The Camera Teaches us How to See Without a Camera

An old boat in the grounds of the Botanical Gardens in Kolkata, India

"The camera teaches us how to see without a camera."

Dorothea Lange

American photographer, Dorothea Lange, is a giant in the history of photography. Best known for her famous image titled Migrant Mother made during the time of the Farm Security Act (FSA) in 1936.

When The World Belonged To Men

Due to limited opportunities and a radically different social/economic structure few women at that time were able to work in creative fields like photography. To have produced such a large body of work, including a number of absolute classics, is an incredible achievement.

The history of photography owes much to the work of Dorothea Lange and other FSA photographers such as Walker Evans.

A Photograph Is A Slice Of Our World Made At A Specific Moment In Time

So, what's the relevance of her quote? To me it means that the camera, as a tool, helps us see much of the beauty of our world in a way that we might otherwise not be able to. The world around us is huge. The camera helps us slice that world up into smaller pieces and as moments in time, usually within a fraction of a second. Our choice of lens, camera format, framing, etc., help determine what slice we deal with.

By taking a creative approach to our photography we learn how to perceive and experience these moments, both with and without the camera. So a walk in the park or down a city street becomes an experience other than just capturing an image which, from my way of thinking, is a pretty ordinary term.

Better Photos Through Repetition And Practice

Photographers, as artists, are visual people.

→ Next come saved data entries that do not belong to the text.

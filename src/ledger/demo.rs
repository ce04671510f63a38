//! Starter data shown to first-time users.

use chrono::NaiveDate;

use super::transaction::NewTransaction;

const DEMO_ROWS: [(&str, f64, &str, &str, &str); 8] = [
    ("income", 4500.0, "salary", "January Salary", "2026-01-31"),
    ("expense", 1200.0, "rent", "January Rent Payment", "2026-01-05"),
    ("expense", 320.0, "groceries", "Weekly grocery shopping", "2026-01-15"),
    ("expense", 85.0, "utilities", "Electric bill", "2026-01-20"),
    ("income", 800.0, "freelance", "Website design project", "2026-02-05"),
    ("expense", 150.0, "entertainment", "Concert tickets", "2026-02-10"),
    ("expense", 245.0, "groceries", "Monthly grocery shopping", "2026-02-12"),
    ("income", 4500.0, "salary", "February Salary", "2026-02-28"),
];

pub fn demo_records() -> Vec<NewTransaction> {
    DEMO_ROWS
        .iter()
        .filter_map(|(kind, amount, category, description, date)| {
            let kind = kind.parse().ok()?;
            let date = NaiveDate::parse_from_str(date, "%Y-%m-%d").ok()?;
            Some(NewTransaction::new(kind, *amount, *category, date, *description))
        })
        .collect()
}

#[cfg(test)]
mod tests {
    use super::*;
    use crate::ledger::category;

    #[test]
    fn demo_rows_are_all_valid() {
        let records = demo_records();
        assert_eq!(records.len(), DEMO_ROWS.len());
        assert!(records
            .iter()
            .all(|r| r.amount > 0.0 && category::is_allowed(r.kind, &r.category)));
    }
}
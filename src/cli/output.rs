use colored::{ColoredString, Colorize};
use std::fmt;
use std::sync::{OnceLock, RwLock};

use crate::ledger::{BudgetTier, TransactionKind};

/// Message categories used by the CLI output helpers.
#[derive(Clone, Copy, Debug, PartialEq, Eq)]
pub enum MessageKind {
    Info,
    Success,
    Warning,
    Error,
    Section,
}

#[derive(Clone, Copy, Debug, Default)]
pub struct OutputPreferences {
    /// Bright palette for dark terminals.
    pub dark_mode: bool,
    pub plain: bool,
}

static PREFERENCES: OnceLock<RwLock<OutputPreferences>> = OnceLock::new();

pub fn set_preferences(prefs: OutputPreferences) {
    let lock = PREFERENCES.get_or_init(|| RwLock::new(OutputPreferences::default()));
    if let Ok(mut guard) = lock.write() {
        *guard = prefs;
    }
}

fn preferences() -> OutputPreferences {
    PREFERENCES
        .get_or_init(|| RwLock::new(OutputPreferences::default()))
        .read()
        .map(|guard| *guard)
        .unwrap_or_default()
}

#[derive(Clone, Copy)]
enum Tone {
    Positive,
    Caution,
    Negative,
    Accent,
}

fn paint(text: &str, tone: Tone, prefs: &OutputPreferences) -> ColoredString {
    if prefs.plain {
        return text.normal();
    }
    match (tone, prefs.dark_mode) {
        (Tone::Positive, true) => text.bright_green(),
        (Tone::Positive, false) => text.green(),
        (Tone::Caution, true) => text.bright_yellow(),
        (Tone::Caution, false) => text.yellow(),
        (Tone::Negative, true) => text.bright_red(),
        (Tone::Negative, false) => text.red(),
        (Tone::Accent, true) => text.bright_cyan(),
        (Tone::Accent, false) => text.blue(),
    }
}

fn apply_style(kind: MessageKind, message: impl fmt::Display, prefs: &OutputPreferences) -> String {
    let text = message.to_string();
    match kind {
        MessageKind::Section => {
            let heading = format!("=== {} ===", text.trim());
            if prefs.plain {
                heading
            } else {
                heading.bold().to_string()
            }
        }
        MessageKind::Info => text,
        MessageKind::Success => paint(&format!("[ok] {text}"), Tone::Positive, prefs).to_string(),
        MessageKind::Warning => paint(&format!("[!] {text}"), Tone::Caution, prefs).to_string(),
        MessageKind::Error => paint(&format!("[x] {text}"), Tone::Negative, prefs).to_string(),
    }
}

pub fn print(kind: MessageKind, message: impl fmt::Display) {
    let prefs = preferences();
    let formatted = apply_style(kind, message, &prefs);
    match kind {
        MessageKind::Section => println!("\n{formatted}"),
        MessageKind::Error => eprintln!("{formatted}"),
        _ => println!("{formatted}"),
    }
}

pub fn info(message: impl fmt::Display) {
    print(MessageKind::Info, message);
}

pub fn success(message: impl fmt::Display) {
    print(MessageKind::Success, message);
}

pub fn warning(message: impl fmt::Display) {
    print(MessageKind::Warning, message);
}

pub fn error(message: impl fmt::Display) {
    print(MessageKind::Error, message);
}

pub fn section(title: impl fmt::Display) {
    print(MessageKind::Section, title);
}

/// Signed, two-decimal amount coloured by direction.
pub fn amount(kind: TransactionKind, value: f64) -> String {
    let prefs = preferences();
    let painted = match kind {
        TransactionKind::Income => paint(&format!("+${value:.2}"), Tone::Positive, &prefs),
        TransactionKind::Expense => paint(&format!("-${value:.2}"), Tone::Negative, &prefs),
    };
    painted.to_string()
}

/// Balance coloured by sign.
pub fn balance(value: f64) -> String {
    let prefs = preferences();
    let tone = if value < 0.0 {
        Tone::Negative
    } else {
        Tone::Positive
    };
    paint(&format!("${value:.2}"), tone, &prefs).to_string()
}

pub fn tier(tier: BudgetTier, text: &str) -> String {
    let prefs = preferences();
    let tone = match tier {
        BudgetTier::Normal => Tone::Positive,
        BudgetTier::Warning => Tone::Caution,
        BudgetTier::Danger => Tone::Negative,
    };
    paint(text, tone, &prefs).to_string()
}

pub fn accent(text: &str) -> String {
    paint(text, Tone::Accent, &preferences()).to_string()
}
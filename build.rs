use std::env;
use std::process::Command;

fn main() {
    println!("cargo:rerun-if-changed=build.rs");
    println!("cargo:rerun-if-changed=.git/HEAD");

    let hash = command_output("git", &["rev-parse", "--short", "HEAD"])
        .filter(|hash| !hash.is_empty())
        .unwrap_or_else(|| "unknown".to_string());
    emit("HASH", &hash);

    let status = match command_output("git", &["status", "--porcelain"]) {
        Some(changes) if changes.is_empty() => "clean",
        Some(_) => "dirty",
        None => "unknown",
    };
    emit("STATUS", status);

    let timestamp = chrono::Utc::now().to_rfc3339_opts(chrono::SecondsFormat::Secs, true);
    emit("TIMESTAMP", &timestamp);

    emit("TARGET", &env::var("TARGET").unwrap_or_else(|_| "unknown".into()));
    emit("PROFILE", &env::var("PROFILE").unwrap_or_else(|_| "unknown".into()));
}

fn emit(name: &str, value: &str) {
    println!("cargo:rustc-env=BUCKS_CORE_BUILD_{name}={value}");
}

fn command_output(program: &str, args: &[&str]) -> Option<String> {
    let output = Command::new(program).args(args).output().ok()?;
    if !output.status.success() {
        return None;
    }
    String::from_utf8(output.stdout)
        .ok()
        .map(|text| text.trim().to_string())
}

But to live the life of a photographic artist it's necessary to practice the discipline by making pictures, both with the camera and, for those who desire to take their craft further, on the desktop.

Photography helps us see and feel the world as it unfolds around us and, by doing so, better appreciate it. The act of photography can help connect us with the world around us and with that certain inner beauty between the known and the unknown. Once in this zone the photographer no longer needs a camera to make this connection. It's my view that, like meditation and religious practice, the camera is a tool to get us into the zone and to help share some of that experience with others.